Exercise instructions: From the listing below, return every line with the string "Result" in it.

Records to use:
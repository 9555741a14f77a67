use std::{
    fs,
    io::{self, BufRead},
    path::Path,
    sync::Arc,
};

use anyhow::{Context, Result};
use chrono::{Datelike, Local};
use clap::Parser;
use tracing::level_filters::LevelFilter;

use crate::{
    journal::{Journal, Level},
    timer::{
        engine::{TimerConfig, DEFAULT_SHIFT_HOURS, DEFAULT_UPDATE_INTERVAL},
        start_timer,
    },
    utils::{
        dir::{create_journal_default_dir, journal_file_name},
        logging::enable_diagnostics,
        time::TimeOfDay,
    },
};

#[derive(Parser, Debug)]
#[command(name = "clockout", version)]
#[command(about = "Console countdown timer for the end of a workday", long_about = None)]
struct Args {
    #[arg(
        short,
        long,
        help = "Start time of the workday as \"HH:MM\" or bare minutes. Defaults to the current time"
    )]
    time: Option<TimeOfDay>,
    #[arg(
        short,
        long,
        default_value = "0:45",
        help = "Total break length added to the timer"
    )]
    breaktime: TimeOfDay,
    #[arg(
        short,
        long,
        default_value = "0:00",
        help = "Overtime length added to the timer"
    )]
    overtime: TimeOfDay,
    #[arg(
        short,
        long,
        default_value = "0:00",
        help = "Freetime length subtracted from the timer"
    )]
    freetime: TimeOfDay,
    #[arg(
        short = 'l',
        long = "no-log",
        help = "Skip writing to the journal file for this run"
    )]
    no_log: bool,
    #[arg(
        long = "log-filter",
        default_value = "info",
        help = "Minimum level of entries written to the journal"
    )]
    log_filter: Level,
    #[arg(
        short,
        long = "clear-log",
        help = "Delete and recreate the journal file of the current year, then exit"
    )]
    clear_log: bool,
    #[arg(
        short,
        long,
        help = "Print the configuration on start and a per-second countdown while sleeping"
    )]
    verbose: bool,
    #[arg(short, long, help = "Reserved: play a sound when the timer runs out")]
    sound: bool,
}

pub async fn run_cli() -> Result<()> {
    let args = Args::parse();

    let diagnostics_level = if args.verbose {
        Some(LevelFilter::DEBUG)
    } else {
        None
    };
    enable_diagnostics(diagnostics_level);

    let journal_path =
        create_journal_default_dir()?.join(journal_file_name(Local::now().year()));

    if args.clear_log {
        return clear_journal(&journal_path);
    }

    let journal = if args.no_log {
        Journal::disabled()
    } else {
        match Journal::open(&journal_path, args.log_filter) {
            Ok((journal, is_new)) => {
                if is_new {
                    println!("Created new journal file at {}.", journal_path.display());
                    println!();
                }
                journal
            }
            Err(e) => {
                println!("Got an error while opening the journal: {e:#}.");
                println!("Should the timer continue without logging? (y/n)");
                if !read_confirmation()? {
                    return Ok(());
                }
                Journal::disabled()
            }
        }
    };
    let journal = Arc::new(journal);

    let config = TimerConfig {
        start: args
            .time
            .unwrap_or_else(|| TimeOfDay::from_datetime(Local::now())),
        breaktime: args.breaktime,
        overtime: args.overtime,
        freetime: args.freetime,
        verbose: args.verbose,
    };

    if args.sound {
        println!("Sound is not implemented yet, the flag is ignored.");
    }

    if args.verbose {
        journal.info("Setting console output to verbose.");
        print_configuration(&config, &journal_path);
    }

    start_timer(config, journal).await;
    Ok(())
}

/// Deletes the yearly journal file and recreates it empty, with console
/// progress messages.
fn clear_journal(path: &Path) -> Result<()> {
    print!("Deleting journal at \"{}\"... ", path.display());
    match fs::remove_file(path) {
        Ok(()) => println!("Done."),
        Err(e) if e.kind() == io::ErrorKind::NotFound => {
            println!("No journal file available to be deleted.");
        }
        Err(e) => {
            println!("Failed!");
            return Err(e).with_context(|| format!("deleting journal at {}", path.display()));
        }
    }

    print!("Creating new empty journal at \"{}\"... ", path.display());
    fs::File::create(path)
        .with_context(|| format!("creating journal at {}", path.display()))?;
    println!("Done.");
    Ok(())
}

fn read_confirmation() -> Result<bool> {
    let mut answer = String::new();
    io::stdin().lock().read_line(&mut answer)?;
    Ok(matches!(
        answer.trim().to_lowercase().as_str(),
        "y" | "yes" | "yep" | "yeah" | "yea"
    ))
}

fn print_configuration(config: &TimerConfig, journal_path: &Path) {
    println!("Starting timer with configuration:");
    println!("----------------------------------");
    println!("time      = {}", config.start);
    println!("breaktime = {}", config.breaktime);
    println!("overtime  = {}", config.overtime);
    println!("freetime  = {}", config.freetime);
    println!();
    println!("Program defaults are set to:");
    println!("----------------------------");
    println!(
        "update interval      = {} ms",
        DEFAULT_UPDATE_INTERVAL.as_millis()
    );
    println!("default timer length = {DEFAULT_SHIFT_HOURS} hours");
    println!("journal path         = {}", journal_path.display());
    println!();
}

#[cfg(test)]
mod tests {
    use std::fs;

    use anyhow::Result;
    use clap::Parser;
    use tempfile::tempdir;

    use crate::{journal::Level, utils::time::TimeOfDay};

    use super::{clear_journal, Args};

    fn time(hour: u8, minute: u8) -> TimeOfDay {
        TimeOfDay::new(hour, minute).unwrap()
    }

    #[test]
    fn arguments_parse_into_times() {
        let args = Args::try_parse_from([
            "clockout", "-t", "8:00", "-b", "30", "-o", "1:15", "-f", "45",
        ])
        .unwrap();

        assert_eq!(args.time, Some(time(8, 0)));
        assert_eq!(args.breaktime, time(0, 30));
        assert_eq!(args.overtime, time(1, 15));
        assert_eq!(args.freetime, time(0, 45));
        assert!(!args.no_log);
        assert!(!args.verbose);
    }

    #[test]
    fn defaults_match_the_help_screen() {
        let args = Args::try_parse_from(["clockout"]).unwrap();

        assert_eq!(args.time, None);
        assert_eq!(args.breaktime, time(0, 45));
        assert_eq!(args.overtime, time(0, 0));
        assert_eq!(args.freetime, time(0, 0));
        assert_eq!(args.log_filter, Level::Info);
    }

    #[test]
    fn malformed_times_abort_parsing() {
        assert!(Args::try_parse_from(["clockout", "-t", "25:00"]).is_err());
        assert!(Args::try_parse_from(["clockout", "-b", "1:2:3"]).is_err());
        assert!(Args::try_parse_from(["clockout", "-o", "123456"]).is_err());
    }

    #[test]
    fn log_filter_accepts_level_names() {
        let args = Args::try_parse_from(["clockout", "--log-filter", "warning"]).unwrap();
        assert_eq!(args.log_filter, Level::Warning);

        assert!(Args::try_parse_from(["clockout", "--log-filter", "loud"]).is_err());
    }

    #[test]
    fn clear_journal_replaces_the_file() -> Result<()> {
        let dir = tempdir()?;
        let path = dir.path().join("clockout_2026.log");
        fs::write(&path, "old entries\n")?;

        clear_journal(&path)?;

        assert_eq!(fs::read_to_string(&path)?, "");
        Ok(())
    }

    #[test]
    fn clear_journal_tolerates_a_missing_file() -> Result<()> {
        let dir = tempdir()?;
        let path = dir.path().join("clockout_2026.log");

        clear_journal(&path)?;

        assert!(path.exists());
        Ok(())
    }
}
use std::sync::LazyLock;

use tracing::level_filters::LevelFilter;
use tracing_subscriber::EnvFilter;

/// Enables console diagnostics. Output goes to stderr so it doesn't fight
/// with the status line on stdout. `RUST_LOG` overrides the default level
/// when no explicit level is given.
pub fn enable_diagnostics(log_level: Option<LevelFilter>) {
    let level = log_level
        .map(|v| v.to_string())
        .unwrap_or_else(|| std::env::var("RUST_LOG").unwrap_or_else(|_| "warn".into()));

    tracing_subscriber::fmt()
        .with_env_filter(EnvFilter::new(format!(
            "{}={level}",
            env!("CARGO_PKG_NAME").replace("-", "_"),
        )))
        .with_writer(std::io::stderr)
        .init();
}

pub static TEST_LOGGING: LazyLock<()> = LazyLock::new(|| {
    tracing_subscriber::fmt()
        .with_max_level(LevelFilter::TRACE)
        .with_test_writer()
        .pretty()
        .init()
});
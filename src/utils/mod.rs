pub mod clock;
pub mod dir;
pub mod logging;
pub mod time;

Task solution:
use anyhow::{Context, Result};
pub async fn run_cli() -> Result<()> {
fn clear_journal(path: &Path) -> Result<()> {
fn read_confirmation() -> Result<bool> {
    use anyhow::Result;
    fn clear_journal_replaces_the_file() -> Result<()> {
    fn clear_journal_tolerates_a_missing_file() -> Result<()> {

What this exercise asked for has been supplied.